(Stored data entries)
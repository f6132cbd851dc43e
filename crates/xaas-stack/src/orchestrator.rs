//! Build orchestration.
//!
//! A build walks a fixed state machine:
//!
//! ```text
//! Init -> ResolvingConfig
//!      -> per stack: Ingesting -> Synthesizing -> PolicyComposing -> Deploying
//!      -> Aggregating -> GatewayComposing -> Done
//! ```
//!
//! Any failure moves to `Failed` and stops all further declarations. The
//! error is returned unchanged; nothing is retried.

use std::collections::BTreeMap;
use std::fmt;

use serde::Serialize;
use xaas_common::config::{ConfigSource, ProjectConfig};
use xaas_common::error::Result;
use xaas_graph::{InfrastructureBundle, Output, Provisioner};

use crate::context::BuildContext;
use crate::descriptor::{EnvValue, StackDescriptor, StackRegistry};
use crate::function::{self, FunctionDeployment, FunctionRequest};
use crate::gateway::{self, Gateway, RouteAggregator};
use crate::packager::{Packager, PackagingMode};
use crate::policy::PolicyDocument;
use crate::synthesizer::{self, BackingStore};

/// One state of the build.
#[derive(Debug, Clone, PartialEq, Eq, Serialize)]
#[serde(tag = "phase", rename_all = "snake_case")]
pub enum BuildPhase {
    /// Nothing has happened yet.
    Init,
    /// Resolving project configuration.
    ResolvingConfig,
    /// Loading a stack's content.
    Ingesting {
        /// Stack name.
        stack: String,
    },
    /// Declaring a stack's store and backing resources.
    Synthesizing {
        /// Stack name.
        stack: String,
    },
    /// Binding a stack's policy templates.
    PolicyComposing {
        /// Stack name.
        stack: String,
    },
    /// Declaring a stack's function.
    Deploying {
        /// Stack name.
        stack: String,
    },
    /// Collecting routes from every function.
    Aggregating,
    /// Declaring the gateway.
    GatewayComposing,
    /// Build complete.
    Done,
    /// Build aborted.
    Failed {
        /// Phase the failure happened in.
        at: Box<Self>,
    },
}

impl fmt::Display for BuildPhase {
    fn fmt(&self, f: &mut fmt::Formatter<'_>) -> fmt::Result {
        match self {
            Self::Init => write!(f, "init"),
            Self::ResolvingConfig => write!(f, "resolving config"),
            Self::Ingesting { stack } => write!(f, "ingesting {stack}"),
            Self::Synthesizing { stack } => write!(f, "synthesizing {stack}"),
            Self::PolicyComposing { stack } => write!(f, "composing policies for {stack}"),
            Self::Deploying { stack } => write!(f, "deploying {stack}"),
            Self::Aggregating => write!(f, "aggregating routes"),
            Self::GatewayComposing => write!(f, "composing gateway"),
            Self::Done => write!(f, "done"),
            Self::Failed { at } => write!(f, "failed while {at}"),
        }
    }
}

/// Per-stack outcome.
#[derive(Debug, Clone, PartialEq, Eq, Serialize)]
pub struct StackSummary {
    /// Stack name.
    pub stack: String,
    /// Items ingested.
    pub content_items: usize,
    /// Backing resources declared.
    pub backing_resources: usize,
    /// Routes contributed.
    pub routes: usize,
}

/// Record of a build's state transitions.
#[derive(Debug, Clone, Serialize)]
pub struct BuildReport {
    phases: Vec<BuildPhase>,
    stacks: Vec<StackSummary>,
}

impl Default for BuildReport {
    fn default() -> Self {
        Self {
            phases: vec![BuildPhase::Init],
            stacks: Vec::new(),
        }
    }
}

impl BuildReport {
    fn enter(&mut self, phase: BuildPhase) {
        tracing::debug!(phase = %phase, "build phase");
        self.phases.push(phase);
    }

    fn fail(&mut self) {
        let at = self.current().clone();
        self.phases.push(BuildPhase::Failed { at: Box::new(at) });
    }

    /// Every phase entered, in order.
    #[must_use]
    pub fn phases(&self) -> &[BuildPhase] {
        &self.phases
    }

    /// The latest phase.
    #[must_use]
    pub fn current(&self) -> &BuildPhase {
        self.phases.last().unwrap_or(&BuildPhase::Init)
    }

    /// Phase the build failed in, if it failed.
    #[must_use]
    pub fn failed_at(&self) -> Option<&BuildPhase> {
        match self.current() {
            BuildPhase::Failed { at } => Some(&**at),
            _ => None,
        }
    }

    /// Whether the build reached `Done`.
    #[must_use]
    pub fn is_done(&self) -> bool {
        *self.current() == BuildPhase::Done
    }

    /// Per-stack outcomes of completed stacks.
    #[must_use]
    pub fn stacks(&self) -> &[StackSummary] {
        &self.stacks
    }
}

/// Knobs for a standard build.
#[derive(Debug, Clone, Copy, Default, PartialEq, Eq, Serialize)]
pub struct BuildOptions {
    /// Register the token issuance stack.
    pub include_token_stack: bool,
    /// How function artifacts are obtained.
    pub packaging: PackagingMode,
}

/// Results of a successful build.
#[derive(Debug, Clone, Serialize)]
pub struct BuildOutput {
    /// Resolved configuration.
    pub config: ProjectConfig,
    /// Every declared handle, grouped by kind.
    pub bundle: InfrastructureBundle,
    /// One deployment per stack, in registration order.
    pub deployments: Vec<FunctionDeployment>,
    /// The gateway.
    pub gateway: Gateway,
}

impl BuildOutput {
    /// The exported gateway endpoint.
    #[must_use]
    pub const fn url(&self) -> &Output {
        &self.gateway.url
    }
}

/// A finished build attempt: its report and its outcome.
#[derive(Debug)]
pub struct BuildRun {
    /// State transitions.
    pub report: BuildReport,
    /// The output, or the first error raised.
    pub outcome: Result<BuildOutput>,
}

/// Drives the registered stacks through the build state machine.
pub struct Orchestrator {
    registry: StackRegistry,
    packager: Box<dyn Packager>,
}

impl Orchestrator {
    /// Creates an orchestrator over `registry`.
    #[must_use]
    pub fn new(registry: StackRegistry, packager: Box<dyn Packager>) -> Self {
        Self { registry, packager }
    }

    /// Creates an orchestrator over the standard registry.
    #[must_use]
    pub fn from_options(options: BuildOptions) -> Self {
        Self::new(
            StackRegistry::standard(options.include_token_stack),
            options.packaging.packager(),
        )
    }

    /// Registered stacks.
    #[must_use]
    pub const fn registry(&self) -> &StackRegistry {
        &self.registry
    }

    /// Runs a build and returns its output.
    ///
    /// # Errors
    ///
    /// Returns the first configuration, content, packaging, or resource
    /// creation error raised.
    pub fn build(
        &self,
        source: &ConfigSource,
        provisioner: &mut dyn Provisioner,
    ) -> Result<BuildOutput> {
        self.run(source, provisioner).outcome
    }

    /// Runs a build and returns both its report and its outcome.
    pub fn run(&self, source: &ConfigSource, provisioner: &mut dyn Provisioner) -> BuildRun {
        let mut report = BuildReport::default();
        let outcome = self.drive(source, provisioner, &mut report);
        match &outcome {
            Ok(output) => {
                report.enter(BuildPhase::Done);
                tracing::info!(
                    resources = output.bundle.total(),
                    stacks = output.deployments.len(),
                    "build complete"
                );
            }
            Err(e) => {
                report.fail();
                tracing::error!(
                    error = %e,
                    fatal = e.is_fatal_to_build(),
                    phase = %report.current(),
                    "build aborted"
                );
            }
        }
        BuildRun { report, outcome }
    }

    fn drive(
        &self,
        source: &ConfigSource,
        provisioner: &mut dyn Provisioner,
        report: &mut BuildReport,
    ) -> Result<BuildOutput> {
        report.enter(BuildPhase::ResolvingConfig);
        let config = ProjectConfig::resolve(source)?;
        tracing::info!(
            animal = %config.animal,
            acronym = %config.acronym,
            stacks = ?self.registry.names(),
            "configuration resolved"
        );

        let mut ctx = BuildContext::new(&config, provisioner);
        let mut deployments = Vec::with_capacity(self.registry.len());
        for stack in self.registry.iter() {
            let (deployment, summary) = self.build_stack(&mut ctx, stack, report)?;
            deployments.push(deployment);
            report.stacks.push(summary);
        }

        report.enter(BuildPhase::Aggregating);
        let mut aggregator = RouteAggregator::new();
        for deployment in &deployments {
            aggregator.collect(deployment);
        }

        report.enter(BuildPhase::GatewayComposing);
        let gateway = gateway::compose(&mut ctx, aggregator.into_routes())?;

        let bundle = ctx.into_bundle();
        Ok(BuildOutput {
            config,
            bundle,
            deployments,
            gateway,
        })
    }

    fn build_stack(
        &self,
        ctx: &mut BuildContext<'_>,
        stack: &StackDescriptor,
        report: &mut BuildReport,
    ) -> Result<(FunctionDeployment, StackSummary)> {
        let name = stack.name.clone();

        report.enter(BuildPhase::Ingesting { stack: name.clone() });
        let items = xaas_content::ingest(&stack.content.source(ctx.config()))?;

        report.enter(BuildPhase::Synthesizing { stack: name.clone() });
        let store = synthesizer::declare_store(ctx, stack)?;
        let backing = synthesizer::synthesize(ctx, stack, &store, &items)?;

        report.enter(BuildPhase::PolicyComposing { stack: name.clone() });
        let policies: Vec<PolicyDocument> = stack
            .policies
            .iter()
            .map(|t| PolicyDocument::compose(t, &store.handle))
            .collect();

        report.enter(BuildPhase::Deploying { stack: name.clone() });
        let env = environment(stack, &store, ctx.config());
        let deployment = function::deploy(
            ctx,
            self.packager.as_ref(),
            FunctionRequest {
                stack: &stack.name,
                policies,
                env,
                routes: &stack.routes,
            },
        )?;

        let summary = StackSummary {
            stack: name,
            content_items: items.len(),
            backing_resources: backing.len(),
            routes: deployment.routes.len(),
        };
        Ok((deployment, summary))
    }
}

fn environment(
    stack: &StackDescriptor,
    store: &BackingStore,
    config: &ProjectConfig,
) -> BTreeMap<String, Output> {
    stack
        .env
        .iter()
        .map(|binding| {
            let value = match &binding.value {
                EnvValue::StoreName => store.physical_name.clone(),
                EnvValue::ObjectKeyPrefix => Output::literal(config.object_key_prefix.as_str()),
                EnvValue::Acronym => Output::literal(config.acronym.as_str()),
                EnvValue::Literal(text) => Output::literal(text.as_str()),
            };
            (binding.key.clone(), value)
        })
        .collect()
}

* _WHAT IS REQUIRED_
Reproduce exactly the lines above from the line with "self.phases.push(phase);" to the line with "pub fn new(registry: StackRegistry, packager: Box<dyn", including both, and add nothing.

* _FINISHED TASK_
        self.phases.push(phase);
    }

    fn fail(&mut self) {
        let at = self.current().clone();
        self.phases.push(BuildPhase::Failed { at: Box::new(at) });
    }

    /// Every phase entered, in order.
    #[must_use]
    pub fn phases(&self) -> &[BuildPhase] {
        &self.phases
    }

    /// The latest phase.
    #[must_use]
    pub fn current(&self) -> &BuildPhase {
        self.phases.last().unwrap_or(&BuildPhase::Init)
    }

    /// Phase the build failed in, if it failed.
    #[must_use]
    pub fn failed_at(&self) -> Option<&BuildPhase> {
        match self.current() {
            BuildPhase::Failed { at } => Some(&**at),
            _ => None,
        }
    }

    /// Whether the build reached `Done`.
    #[must_use]
    pub fn is_done(&self) -> bool {
        *self.current() == BuildPhase::Done
    }

    /// Per-stack outcomes of completed stacks.
    #[must_use]
    pub fn stacks(&self) -> &[StackSummary] {
        &self.stacks
    }
}

/// Knobs for a standard build.
#[derive(Debug, Clone, Copy, Default, PartialEq, Eq, Serialize)]
pub struct BuildOptions {
    /// Register the token issuance stack.
    pub include_token_stack: bool,
    /// How function artifacts are obtained.
    pub packaging: PackagingMode,
}

/// Results of a successful build.
#[derive(Debug, Clone, Serialize)]
pub struct BuildOutput {
    /// Resolved configuration.
    pub config: ProjectConfig,
    /// Every declared handle, grouped by kind.
    pub bundle: InfrastructureBundle,
    /// One deployment per stack, in registration order.
    pub deployments: Vec<FunctionDeployment>,
    /// The gateway.
    pub gateway: Gateway,
}

impl BuildOutput {
    /// The exported gateway endpoint.
    #[must_use]
    pub const fn url(&self) -> &Output {
        &self.gateway.url
    }
}

/// A finished build attempt: its report and its outcome.
#[derive(Debug)]
pub struct BuildRun {
    /// State transitions.
    pub report: BuildReport,
    /// The output, or the first error raised.
    pub outcome: Result<BuildOutput>,
}

/// Drives the registered stacks through the build state machine.
pub struct Orchestrator {
    registry: StackRegistry,
    packager: Box<dyn Packager>,
}

impl Orchestrator {
    /// Creates an orchestrator over `registry`.
    #[must_use]
    pub fn new(registry: StackRegistry, packager: Box<dyn Packager>) -> Self {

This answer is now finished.